TASK INSTRUCTIONS
Each entry, in full: copy it out exactly.

[RECORDS FOR THE TASK — start]

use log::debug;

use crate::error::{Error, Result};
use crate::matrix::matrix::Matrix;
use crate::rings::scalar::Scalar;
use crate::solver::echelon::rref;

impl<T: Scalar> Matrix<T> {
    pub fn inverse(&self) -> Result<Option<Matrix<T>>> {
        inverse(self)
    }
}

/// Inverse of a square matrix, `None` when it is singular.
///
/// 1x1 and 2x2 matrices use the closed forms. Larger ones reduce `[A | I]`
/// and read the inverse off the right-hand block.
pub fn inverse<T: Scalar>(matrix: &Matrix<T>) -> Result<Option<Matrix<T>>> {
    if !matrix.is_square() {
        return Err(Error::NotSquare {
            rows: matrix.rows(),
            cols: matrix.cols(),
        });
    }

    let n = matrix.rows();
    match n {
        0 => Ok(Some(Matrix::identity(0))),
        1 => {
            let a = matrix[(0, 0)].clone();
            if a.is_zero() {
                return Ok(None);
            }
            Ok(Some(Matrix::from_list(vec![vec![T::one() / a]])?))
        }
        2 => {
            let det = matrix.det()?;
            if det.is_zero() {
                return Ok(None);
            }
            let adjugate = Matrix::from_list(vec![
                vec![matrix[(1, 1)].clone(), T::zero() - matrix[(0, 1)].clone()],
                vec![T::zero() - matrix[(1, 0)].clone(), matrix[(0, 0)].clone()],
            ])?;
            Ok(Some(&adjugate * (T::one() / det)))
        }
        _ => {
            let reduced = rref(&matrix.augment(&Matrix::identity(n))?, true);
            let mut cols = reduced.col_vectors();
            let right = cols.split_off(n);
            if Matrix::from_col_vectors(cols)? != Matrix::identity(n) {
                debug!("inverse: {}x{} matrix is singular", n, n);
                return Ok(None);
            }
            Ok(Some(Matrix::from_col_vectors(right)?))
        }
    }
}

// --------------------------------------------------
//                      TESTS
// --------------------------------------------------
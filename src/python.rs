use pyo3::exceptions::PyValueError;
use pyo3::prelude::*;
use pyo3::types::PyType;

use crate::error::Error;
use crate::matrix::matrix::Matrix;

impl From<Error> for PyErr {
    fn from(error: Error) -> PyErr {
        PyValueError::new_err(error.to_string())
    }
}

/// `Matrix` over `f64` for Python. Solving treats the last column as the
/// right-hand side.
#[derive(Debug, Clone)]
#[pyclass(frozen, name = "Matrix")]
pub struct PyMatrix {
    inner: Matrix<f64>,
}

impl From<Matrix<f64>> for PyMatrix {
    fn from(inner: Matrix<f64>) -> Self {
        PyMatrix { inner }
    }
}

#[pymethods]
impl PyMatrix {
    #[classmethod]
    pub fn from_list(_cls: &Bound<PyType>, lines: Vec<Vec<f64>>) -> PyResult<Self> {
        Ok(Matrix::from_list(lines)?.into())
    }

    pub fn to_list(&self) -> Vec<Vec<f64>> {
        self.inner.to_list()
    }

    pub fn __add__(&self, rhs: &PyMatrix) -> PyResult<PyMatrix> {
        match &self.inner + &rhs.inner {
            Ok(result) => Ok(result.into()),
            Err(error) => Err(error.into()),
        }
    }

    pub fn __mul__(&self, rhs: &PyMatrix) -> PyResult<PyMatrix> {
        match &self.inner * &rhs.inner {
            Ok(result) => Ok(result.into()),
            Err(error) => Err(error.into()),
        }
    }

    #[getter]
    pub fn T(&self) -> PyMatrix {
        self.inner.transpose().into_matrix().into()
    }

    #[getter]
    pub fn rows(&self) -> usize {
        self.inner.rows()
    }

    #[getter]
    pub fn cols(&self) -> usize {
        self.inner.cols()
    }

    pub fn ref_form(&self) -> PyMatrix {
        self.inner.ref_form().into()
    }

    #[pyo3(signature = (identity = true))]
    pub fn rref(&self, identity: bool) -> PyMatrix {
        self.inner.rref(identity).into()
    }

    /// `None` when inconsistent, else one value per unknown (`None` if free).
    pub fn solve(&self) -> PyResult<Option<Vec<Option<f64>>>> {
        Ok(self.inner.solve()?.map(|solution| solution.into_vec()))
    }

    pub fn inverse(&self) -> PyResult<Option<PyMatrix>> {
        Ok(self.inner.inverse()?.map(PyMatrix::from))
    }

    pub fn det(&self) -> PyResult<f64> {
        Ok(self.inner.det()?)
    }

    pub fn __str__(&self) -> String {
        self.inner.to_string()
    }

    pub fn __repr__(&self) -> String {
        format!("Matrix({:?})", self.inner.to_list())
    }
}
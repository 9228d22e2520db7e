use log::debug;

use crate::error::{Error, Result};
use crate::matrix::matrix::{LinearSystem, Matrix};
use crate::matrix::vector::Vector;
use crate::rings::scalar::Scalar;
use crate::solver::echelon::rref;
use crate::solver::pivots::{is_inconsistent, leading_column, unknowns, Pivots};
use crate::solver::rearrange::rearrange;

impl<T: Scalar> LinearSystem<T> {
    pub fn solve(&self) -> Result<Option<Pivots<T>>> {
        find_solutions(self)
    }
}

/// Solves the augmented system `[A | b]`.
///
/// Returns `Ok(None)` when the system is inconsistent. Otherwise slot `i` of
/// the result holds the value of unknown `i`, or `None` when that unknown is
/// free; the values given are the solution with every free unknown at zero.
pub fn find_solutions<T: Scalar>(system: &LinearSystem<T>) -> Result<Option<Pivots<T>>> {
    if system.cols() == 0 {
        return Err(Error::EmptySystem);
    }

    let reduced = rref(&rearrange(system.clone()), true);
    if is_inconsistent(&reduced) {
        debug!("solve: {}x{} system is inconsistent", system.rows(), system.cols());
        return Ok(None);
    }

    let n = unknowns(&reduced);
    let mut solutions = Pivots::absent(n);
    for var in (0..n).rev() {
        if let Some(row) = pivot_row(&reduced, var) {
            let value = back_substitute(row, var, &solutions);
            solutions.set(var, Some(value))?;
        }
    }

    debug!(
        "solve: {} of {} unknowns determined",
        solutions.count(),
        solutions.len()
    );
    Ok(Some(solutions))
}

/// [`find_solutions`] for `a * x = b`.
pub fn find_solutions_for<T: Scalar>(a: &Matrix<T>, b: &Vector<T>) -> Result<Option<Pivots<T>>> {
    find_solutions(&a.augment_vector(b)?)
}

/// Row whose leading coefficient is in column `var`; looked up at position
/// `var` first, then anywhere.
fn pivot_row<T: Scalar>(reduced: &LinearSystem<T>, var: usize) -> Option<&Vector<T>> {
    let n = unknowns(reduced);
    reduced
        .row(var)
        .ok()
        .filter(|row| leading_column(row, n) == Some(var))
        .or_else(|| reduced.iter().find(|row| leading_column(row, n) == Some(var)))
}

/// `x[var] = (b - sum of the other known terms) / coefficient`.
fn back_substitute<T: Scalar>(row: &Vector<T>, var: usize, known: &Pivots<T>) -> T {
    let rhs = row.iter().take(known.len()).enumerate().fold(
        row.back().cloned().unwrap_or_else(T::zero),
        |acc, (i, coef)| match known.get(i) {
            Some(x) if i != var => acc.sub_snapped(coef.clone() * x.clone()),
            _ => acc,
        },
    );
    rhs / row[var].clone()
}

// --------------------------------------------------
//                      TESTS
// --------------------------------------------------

[RECORDS FOR THE TASK — finish]

RESULT OF THE TASK
use log::debug;

use crate::error::{Error, Result};
use crate::matrix::matrix::Matrix;
use crate::rings::scalar::Scalar;
use crate::solver::echelon::rref;

impl<T: Scalar> Matrix<T> {
    pub fn inverse(&self) -> Result<Option<Matrix<T>>> {
        inverse(self)
    }
}

/// Inverse of a square matrix, `None` when it is singular.
///
/// 1x1 and 2x2 matrices use the closed forms. Larger ones reduce `[A | I]`
/// and read the inverse off the right-hand block.
pub fn inverse<T: Scalar>(matrix: &Matrix<T>) -> Result<Option<Matrix<T>>> {
    if !matrix.is_square() {
        return Err(Error::NotSquare {
            rows: matrix.rows(),
            cols: matrix.cols(),
        });
    }

    let n = matrix.rows();
    match n {
        0 => Ok(Some(Matrix::identity(0))),
        1 => {
            let a = matrix[(0, 0)].clone();
            if a.is_zero() {
                return Ok(None);
            }
            Ok(Some(Matrix::from_list(vec![vec![T::one() / a]])?))
        }
        2 => {
            let det = matrix.det()?;
            if det.is_zero() {
                return Ok(None);
            }
            let adjugate = Matrix::from_list(vec![
                vec![matrix[(1, 1)].clone(), T::zero() - matrix[(0, 1)].clone()],
                vec![T::zero() - matrix[(1, 0)].clone(), matrix[(0, 0)].clone()],
            ])?;
            Ok(Some(&adjugate * (T::one() / det)))
        }
        _ => {
            let reduced = rref(&matrix.augment(&Matrix::identity(n))?, true);
            let mut cols = reduced.col_vectors();
            let right = cols.split_off(n);
            if Matrix::from_col_vectors(cols)? != Matrix::identity(n) {
                debug!("inverse: {}x{} matrix is singular", n, n);
                return Ok(None);
            }
            Ok(Some(Matrix::from_col_vectors(right)?))
        }
    }
}

// --------------------------------------------------
//                      TESTS
// --------------------------------------------------
filename src/python.rs
use pyo3::exceptions::PyValueError;
use pyo3::prelude::*;
use pyo3::types::PyType;

use crate::error::Error;
use crate::matrix::matrix::Matrix;

impl From<Error> for PyErr {
    fn from(error: Error) -> PyErr {
        PyValueError::new_err(error.to_string())
    }
}

/// `Matrix` over `f64` for Python. Solving treats the last column as the
/// right-hand side.
#[derive(Debug, Clone)]
#[pyclass(frozen, name = "Matrix")]
pub struct PyMatrix {
    inner: Matrix<f64>,
}

impl From<Matrix<f64>> for PyMatrix {
    fn from(inner: Matrix<f64>) -> Self {
        PyMatrix { inner }
    }
}

#[pymethods]
impl PyMatrix {
    #[classmethod]
    pub fn from_list(_cls: &Bound<PyType>, lines: Vec<Vec<f64>>) -> PyResult<Self> {
        Ok(Matrix::from_list(lines)?.into())
    }

    pub fn to_list(&self) -> Vec<Vec<f64>> {
        self.inner.to_list()
    }

    pub fn __add__(&self, rhs: &PyMatrix) -> PyResult<PyMatrix> {
        match &self.inner + &rhs.inner {
            Ok(result) => Ok(result.into()),
            Err(error) => Err(error.into()),
        }
    }

    pub fn __mul__(&self, rhs: &PyMatrix) -> PyResult<PyMatrix> {
        match &self.inner * &rhs.inner {
            Ok(result) => Ok(result.into()),
            Err(error) => Err(error.into()),
        }
    }

    #[getter]
    pub fn T(&self) -> PyMatrix {
        self.inner.transpose().into_matrix().into()
    }

    #[getter]
    pub fn rows(&self) -> usize {
        self.inner.rows()
    }

    #[getter]
    pub fn cols(&self) -> usize {
        self.inner.cols()
    }

    pub fn ref_form(&self) -> PyMatrix {
        self.inner.ref_form().into()
    }

    #[pyo3(signature = (identity = true))]
    pub fn rref(&self, identity: bool) -> PyMatrix {
        self.inner.rref(identity).into()
    }

    /// `None` when inconsistent, else one value per unknown (`None` if free).
    pub fn solve(&self) -> PyResult<Option<Vec<Option<f64>>>> {
        Ok(self.inner.solve()?.map(|solution| solution.into_vec()))
    }

    pub fn inverse(&self) -> PyResult<Option<PyMatrix>> {
        Ok(self.inner.inverse()?.map(PyMatrix::from))
    }

    pub fn det(&self) -> PyResult<f64> {
        Ok(self.inner.det()?)
    }

    pub fn __str__(&self) -> String {
        self.inner.to_string()
    }

    pub fn __repr__(&self) -> String {
        format!("Matrix({:?})", self.inner.to_list())
    }
}
repository 9228d22e2520db7e
use log::debug;

use crate::error::{Error, Result};
use crate::matrix::matrix::{LinearSystem, Matrix};
use crate::matrix::vector::Vector;
use crate::rings::scalar::Scalar;
use crate::solver::echelon::rref;
use crate::solver::pivots::{is_inconsistent, leading_column, unknowns, Pivots};
use crate::solver::rearrange::rearrange;

impl<T: Scalar> LinearSystem<T> {
    pub fn solve(&self) -> Result<Option<Pivots<T>>> {
        find_solutions(self)
    }
}

/// Solves the augmented system `[A | b]`.
///
/// Returns `Ok(None)` when the system is inconsistent. Otherwise slot `i` of
/// the result holds the value of unknown `i`, or `None` when that unknown is
/// free; the values given are the solution with every free unknown at zero.
pub fn find_solutions<T: Scalar>(system: &LinearSystem<T>) -> Result<Option<Pivots<T>>> {
    if system.cols() == 0 {
        return Err(Error::EmptySystem);
    }

    let reduced = rref(&rearrange(system.clone()), true);
    if is_inconsistent(&reduced) {
        debug!("solve: {}x{} system is inconsistent", system.rows(), system.cols());
        return Ok(None);
    }

    let n = unknowns(&reduced);
    let mut solutions = Pivots::absent(n);
    for var in (0..n).rev() {
        if let Some(row) = pivot_row(&reduced, var) {
            let value = back_substitute(row, var, &solutions);
            solutions.set(var, Some(value))?;
        }
    }

    debug!(
        "solve: {} of {} unknowns determined",
        solutions.count(),
        solutions.len()
    );
    Ok(Some(solutions))
}

/// [`find_solutions`] for `a * x = b`.
pub fn find_solutions_for<T: Scalar>(a: &Matrix<T>, b: &Vector<T>) -> Result<Option<Pivots<T>>> {
    find_solutions(&a.augment_vector(b)?)
}

/// Row whose leading coefficient is in column `var`; looked up at position
/// `var` first, then anywhere.
fn pivot_row<T: Scalar>(reduced: &LinearSystem<T>, var: usize) -> Option<&Vector<T>> {
    let n = unknowns(reduced);
    reduced
        .row(var)
        .ok()
        .filter(|row| leading_column(row, n) == Some(var))
        .or_else(|| reduced.iter().find(|row| leading_column(row, n) == Some(var)))
}

/// `x[var] = (b - sum of the other known terms) / coefficient`.
fn back_substitute<T: Scalar>(row: &Vector<T>, var: usize, known: &Pivots<T>) -> T {
    let rhs = row.iter().take(known.len()).enumerate().fold(
        row.back().cloned().unwrap_or_else(T::zero),
        |acc, (i, coef)| match known.get(i) {
            Some(x) if i != var => acc.sub_snapped(coef.clone() * x.clone()),
            _ => acc,
        },
    );
    rhs / row[var].clone()
}

// --------------------------------------------------
//                      TESTS
// --------------------------------------------------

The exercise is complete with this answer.